Stored data entries
Start of Block

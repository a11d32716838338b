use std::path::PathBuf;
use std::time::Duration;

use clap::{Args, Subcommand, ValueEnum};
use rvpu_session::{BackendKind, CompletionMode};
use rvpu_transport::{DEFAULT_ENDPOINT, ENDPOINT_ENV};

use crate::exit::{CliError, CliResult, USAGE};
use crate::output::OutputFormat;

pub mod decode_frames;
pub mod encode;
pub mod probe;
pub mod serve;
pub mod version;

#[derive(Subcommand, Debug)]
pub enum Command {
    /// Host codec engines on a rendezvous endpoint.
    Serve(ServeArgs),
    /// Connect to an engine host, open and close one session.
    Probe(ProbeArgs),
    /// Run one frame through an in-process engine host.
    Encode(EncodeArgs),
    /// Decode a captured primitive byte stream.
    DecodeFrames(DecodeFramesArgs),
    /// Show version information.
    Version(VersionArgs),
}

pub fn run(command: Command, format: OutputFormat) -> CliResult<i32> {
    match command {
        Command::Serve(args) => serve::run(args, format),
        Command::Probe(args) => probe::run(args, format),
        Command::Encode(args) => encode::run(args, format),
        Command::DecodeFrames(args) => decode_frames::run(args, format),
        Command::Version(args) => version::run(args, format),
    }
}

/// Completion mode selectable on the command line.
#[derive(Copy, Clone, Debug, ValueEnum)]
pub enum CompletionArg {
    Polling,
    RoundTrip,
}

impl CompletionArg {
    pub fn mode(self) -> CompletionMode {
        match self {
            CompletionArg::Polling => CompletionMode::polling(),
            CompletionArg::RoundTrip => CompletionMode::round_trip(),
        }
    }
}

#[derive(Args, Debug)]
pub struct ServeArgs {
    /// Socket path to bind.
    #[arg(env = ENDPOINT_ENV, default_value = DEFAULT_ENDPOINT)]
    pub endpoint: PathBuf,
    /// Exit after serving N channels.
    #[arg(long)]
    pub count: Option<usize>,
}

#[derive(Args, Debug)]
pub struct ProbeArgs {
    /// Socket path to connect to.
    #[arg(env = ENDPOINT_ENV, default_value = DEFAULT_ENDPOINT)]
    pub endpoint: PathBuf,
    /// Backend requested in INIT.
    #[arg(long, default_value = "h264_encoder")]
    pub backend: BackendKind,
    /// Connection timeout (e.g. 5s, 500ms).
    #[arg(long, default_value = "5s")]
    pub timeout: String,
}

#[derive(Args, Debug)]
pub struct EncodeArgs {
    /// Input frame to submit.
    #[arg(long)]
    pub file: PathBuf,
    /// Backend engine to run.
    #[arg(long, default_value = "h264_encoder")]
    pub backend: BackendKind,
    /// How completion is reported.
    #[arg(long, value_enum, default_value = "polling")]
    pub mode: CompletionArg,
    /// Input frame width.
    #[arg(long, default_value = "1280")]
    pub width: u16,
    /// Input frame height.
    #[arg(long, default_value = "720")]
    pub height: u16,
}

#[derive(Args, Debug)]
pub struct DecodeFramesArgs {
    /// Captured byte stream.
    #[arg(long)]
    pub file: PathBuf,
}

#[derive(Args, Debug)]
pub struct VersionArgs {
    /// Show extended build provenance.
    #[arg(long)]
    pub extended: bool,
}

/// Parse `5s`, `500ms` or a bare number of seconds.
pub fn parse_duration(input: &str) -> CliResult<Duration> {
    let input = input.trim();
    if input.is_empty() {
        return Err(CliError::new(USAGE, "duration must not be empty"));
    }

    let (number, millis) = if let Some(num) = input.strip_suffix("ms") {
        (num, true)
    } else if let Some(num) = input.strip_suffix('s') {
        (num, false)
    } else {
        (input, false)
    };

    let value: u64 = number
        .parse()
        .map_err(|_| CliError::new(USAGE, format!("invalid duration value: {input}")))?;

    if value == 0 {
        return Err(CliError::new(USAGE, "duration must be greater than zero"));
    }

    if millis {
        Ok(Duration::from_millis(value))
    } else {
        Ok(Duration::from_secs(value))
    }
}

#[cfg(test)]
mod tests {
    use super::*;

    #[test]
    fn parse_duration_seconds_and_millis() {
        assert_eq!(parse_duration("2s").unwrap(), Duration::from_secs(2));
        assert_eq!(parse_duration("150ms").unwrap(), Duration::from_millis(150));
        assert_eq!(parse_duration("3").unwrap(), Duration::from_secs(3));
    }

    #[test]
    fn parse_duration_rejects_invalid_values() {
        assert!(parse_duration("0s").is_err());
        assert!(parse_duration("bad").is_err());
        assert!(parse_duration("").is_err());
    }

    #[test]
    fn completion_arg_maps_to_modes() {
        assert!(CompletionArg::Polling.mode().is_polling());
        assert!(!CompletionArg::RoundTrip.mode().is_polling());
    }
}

End of Block

Look through the entries above; copy each line where the string "Some" appears.

    let (number, millis) = if let Some(num) = input.strip_suffix("ms") {
    } else if let Some(num) = input.strip_suffix('s') {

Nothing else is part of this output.